PROVIDED DATA:

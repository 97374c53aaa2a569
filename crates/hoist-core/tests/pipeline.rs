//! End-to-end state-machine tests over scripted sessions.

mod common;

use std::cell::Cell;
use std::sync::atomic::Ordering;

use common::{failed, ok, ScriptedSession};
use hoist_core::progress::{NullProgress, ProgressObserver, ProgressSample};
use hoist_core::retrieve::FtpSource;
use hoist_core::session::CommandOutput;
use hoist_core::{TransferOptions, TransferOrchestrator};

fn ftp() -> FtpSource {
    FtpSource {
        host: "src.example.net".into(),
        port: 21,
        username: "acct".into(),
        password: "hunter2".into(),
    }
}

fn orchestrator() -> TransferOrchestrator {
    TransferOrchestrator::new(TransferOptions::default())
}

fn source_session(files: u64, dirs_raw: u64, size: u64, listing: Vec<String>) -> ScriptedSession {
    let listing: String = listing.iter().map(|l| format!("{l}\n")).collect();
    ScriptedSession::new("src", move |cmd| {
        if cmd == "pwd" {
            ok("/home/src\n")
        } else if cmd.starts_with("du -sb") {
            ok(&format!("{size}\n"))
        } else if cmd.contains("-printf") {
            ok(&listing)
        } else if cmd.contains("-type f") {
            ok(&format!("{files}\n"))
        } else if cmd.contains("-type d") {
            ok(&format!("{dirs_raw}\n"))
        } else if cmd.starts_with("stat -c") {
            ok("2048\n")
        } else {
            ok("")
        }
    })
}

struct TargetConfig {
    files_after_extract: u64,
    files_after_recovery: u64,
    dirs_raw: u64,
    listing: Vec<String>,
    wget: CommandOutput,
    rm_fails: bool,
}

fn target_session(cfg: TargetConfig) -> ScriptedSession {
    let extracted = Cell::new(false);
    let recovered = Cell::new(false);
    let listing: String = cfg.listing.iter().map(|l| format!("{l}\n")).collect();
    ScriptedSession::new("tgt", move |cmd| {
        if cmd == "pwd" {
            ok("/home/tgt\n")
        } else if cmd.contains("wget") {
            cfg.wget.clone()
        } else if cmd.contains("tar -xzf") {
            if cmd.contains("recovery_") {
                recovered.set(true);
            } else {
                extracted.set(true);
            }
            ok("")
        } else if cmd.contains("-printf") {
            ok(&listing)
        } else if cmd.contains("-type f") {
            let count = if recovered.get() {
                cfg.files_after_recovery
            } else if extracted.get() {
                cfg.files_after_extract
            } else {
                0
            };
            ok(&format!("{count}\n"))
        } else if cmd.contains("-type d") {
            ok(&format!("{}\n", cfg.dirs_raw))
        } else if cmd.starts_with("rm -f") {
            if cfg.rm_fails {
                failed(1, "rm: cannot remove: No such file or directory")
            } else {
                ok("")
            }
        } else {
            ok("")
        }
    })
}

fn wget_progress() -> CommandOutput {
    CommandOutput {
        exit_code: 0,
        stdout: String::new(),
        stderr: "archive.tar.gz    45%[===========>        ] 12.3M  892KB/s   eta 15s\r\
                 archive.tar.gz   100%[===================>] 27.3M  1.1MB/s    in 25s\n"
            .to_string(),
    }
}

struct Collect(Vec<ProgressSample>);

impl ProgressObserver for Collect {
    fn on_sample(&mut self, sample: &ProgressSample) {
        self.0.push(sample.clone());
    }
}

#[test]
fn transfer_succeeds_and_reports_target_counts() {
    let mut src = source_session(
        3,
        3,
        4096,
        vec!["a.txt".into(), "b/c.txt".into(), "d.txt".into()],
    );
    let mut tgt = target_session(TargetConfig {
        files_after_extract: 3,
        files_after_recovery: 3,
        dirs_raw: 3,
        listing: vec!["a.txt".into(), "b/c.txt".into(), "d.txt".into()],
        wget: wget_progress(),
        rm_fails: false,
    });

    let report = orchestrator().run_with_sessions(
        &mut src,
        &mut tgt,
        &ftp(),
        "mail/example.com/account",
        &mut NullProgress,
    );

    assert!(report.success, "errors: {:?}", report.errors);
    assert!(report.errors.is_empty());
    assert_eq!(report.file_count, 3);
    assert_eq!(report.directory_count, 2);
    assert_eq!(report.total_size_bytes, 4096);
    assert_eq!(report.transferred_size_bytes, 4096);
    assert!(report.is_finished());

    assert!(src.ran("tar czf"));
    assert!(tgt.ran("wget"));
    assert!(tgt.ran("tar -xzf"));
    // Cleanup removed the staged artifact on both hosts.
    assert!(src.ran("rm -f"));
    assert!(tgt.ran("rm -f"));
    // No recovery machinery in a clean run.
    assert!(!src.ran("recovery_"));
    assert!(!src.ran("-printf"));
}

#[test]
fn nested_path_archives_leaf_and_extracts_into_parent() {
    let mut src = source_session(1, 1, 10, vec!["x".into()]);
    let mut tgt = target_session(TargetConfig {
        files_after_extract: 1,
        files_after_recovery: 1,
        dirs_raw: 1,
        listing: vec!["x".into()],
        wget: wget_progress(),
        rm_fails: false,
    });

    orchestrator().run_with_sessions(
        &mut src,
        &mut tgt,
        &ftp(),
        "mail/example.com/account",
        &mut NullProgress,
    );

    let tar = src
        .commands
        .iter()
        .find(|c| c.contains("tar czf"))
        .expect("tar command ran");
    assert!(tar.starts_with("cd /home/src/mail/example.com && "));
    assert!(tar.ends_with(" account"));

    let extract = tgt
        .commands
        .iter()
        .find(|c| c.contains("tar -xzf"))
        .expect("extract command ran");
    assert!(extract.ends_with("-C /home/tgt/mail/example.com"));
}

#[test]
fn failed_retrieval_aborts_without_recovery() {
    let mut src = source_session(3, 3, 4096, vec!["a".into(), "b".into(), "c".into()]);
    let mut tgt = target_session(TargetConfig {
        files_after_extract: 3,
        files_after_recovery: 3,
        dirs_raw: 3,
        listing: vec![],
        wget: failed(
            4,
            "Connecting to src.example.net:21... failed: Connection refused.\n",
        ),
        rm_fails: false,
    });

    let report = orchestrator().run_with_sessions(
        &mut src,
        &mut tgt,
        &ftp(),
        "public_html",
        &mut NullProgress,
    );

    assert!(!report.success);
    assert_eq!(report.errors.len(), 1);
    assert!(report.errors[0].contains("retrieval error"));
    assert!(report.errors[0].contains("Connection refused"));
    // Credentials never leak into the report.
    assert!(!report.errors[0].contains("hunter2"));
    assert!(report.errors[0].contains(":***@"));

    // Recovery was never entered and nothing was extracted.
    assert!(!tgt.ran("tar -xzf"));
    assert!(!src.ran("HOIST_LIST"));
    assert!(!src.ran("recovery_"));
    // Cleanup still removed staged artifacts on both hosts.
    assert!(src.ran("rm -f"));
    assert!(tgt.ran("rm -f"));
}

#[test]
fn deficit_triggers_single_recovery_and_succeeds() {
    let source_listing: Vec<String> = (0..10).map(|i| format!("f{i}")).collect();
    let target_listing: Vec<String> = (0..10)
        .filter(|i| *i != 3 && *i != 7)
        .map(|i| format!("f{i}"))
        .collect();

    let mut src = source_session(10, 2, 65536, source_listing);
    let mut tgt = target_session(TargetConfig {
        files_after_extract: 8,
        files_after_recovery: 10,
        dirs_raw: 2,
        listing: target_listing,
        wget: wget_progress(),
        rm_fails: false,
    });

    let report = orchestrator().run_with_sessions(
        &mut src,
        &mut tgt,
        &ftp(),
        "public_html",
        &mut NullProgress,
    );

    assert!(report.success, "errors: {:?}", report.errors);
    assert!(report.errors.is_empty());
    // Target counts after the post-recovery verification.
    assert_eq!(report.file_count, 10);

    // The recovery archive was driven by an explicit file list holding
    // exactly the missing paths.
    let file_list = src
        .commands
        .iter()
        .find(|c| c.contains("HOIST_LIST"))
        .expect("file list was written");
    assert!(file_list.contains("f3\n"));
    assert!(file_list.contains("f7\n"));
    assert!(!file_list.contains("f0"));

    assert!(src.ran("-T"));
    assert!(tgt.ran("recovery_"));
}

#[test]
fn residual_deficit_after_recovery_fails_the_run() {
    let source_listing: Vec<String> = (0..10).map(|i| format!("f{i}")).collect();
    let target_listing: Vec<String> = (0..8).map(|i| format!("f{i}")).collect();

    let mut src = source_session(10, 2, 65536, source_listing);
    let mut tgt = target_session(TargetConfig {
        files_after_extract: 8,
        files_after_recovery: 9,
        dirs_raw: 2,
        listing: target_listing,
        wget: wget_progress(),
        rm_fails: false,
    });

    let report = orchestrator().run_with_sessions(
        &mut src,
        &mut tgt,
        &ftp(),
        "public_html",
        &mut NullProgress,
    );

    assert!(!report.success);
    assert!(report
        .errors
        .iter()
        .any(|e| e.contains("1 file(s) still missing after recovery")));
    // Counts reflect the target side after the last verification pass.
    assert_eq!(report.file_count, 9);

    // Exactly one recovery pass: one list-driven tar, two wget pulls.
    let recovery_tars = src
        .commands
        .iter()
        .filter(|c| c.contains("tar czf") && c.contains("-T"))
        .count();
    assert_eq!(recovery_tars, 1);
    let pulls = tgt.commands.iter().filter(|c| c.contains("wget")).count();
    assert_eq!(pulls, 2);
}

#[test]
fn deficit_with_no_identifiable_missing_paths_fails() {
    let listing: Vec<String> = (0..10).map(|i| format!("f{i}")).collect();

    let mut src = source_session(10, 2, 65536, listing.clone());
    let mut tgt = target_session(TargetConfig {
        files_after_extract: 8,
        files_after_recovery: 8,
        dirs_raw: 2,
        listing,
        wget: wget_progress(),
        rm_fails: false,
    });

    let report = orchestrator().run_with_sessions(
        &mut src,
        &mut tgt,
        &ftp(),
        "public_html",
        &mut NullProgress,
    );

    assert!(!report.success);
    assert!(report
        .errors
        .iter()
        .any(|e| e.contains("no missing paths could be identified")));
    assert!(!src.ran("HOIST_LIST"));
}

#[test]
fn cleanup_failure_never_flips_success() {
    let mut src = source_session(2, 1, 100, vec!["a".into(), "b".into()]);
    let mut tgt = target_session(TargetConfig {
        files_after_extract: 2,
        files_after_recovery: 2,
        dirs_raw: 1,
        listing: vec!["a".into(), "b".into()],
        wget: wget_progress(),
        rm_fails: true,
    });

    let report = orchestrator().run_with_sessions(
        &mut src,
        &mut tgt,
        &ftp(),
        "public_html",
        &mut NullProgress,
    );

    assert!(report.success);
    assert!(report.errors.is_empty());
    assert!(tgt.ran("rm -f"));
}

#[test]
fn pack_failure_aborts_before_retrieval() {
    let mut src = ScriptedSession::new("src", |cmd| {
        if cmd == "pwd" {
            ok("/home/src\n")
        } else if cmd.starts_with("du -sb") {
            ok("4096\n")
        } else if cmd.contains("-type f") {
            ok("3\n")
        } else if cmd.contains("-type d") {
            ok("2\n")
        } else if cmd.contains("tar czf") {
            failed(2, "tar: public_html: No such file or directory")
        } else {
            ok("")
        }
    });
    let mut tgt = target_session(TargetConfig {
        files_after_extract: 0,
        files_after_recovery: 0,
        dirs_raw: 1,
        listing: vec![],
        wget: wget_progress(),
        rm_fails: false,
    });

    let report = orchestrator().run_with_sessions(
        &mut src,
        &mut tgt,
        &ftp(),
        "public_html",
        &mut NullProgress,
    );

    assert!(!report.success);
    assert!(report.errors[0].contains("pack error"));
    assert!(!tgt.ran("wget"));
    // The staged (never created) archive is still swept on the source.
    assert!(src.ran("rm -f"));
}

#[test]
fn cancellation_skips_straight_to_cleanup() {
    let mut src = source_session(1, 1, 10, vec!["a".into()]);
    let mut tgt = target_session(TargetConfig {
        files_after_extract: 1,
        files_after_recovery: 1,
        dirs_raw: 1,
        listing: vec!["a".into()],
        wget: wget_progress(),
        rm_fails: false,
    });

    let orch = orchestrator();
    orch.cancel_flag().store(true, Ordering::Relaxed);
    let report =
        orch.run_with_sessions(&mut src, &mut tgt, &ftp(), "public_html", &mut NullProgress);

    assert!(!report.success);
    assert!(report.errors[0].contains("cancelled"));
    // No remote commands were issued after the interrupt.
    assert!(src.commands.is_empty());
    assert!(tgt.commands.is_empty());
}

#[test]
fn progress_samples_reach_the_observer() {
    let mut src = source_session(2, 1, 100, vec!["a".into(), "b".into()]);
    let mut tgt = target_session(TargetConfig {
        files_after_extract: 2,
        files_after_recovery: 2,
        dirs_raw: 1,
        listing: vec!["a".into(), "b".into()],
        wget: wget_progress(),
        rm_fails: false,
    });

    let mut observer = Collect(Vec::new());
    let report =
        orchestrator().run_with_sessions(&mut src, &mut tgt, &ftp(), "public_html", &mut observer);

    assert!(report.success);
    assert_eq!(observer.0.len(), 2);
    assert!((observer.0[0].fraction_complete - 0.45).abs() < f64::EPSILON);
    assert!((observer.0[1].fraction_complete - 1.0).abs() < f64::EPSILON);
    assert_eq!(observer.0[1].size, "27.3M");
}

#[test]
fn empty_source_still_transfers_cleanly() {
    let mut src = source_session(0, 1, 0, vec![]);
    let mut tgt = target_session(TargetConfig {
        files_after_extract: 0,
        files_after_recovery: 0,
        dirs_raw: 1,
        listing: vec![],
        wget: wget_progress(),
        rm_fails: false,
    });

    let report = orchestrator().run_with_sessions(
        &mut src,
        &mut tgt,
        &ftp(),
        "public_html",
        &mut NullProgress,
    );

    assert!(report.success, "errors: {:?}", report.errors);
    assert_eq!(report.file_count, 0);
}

WORK INSTRUCTIONS:
Every line of the data above that includes "driven" should be listed.

WRITTEN REPLY:
    // The recovery archive was driven by an explicit file list holding
    // Exactly one recovery pass: one list-driven tar, two wget pulls.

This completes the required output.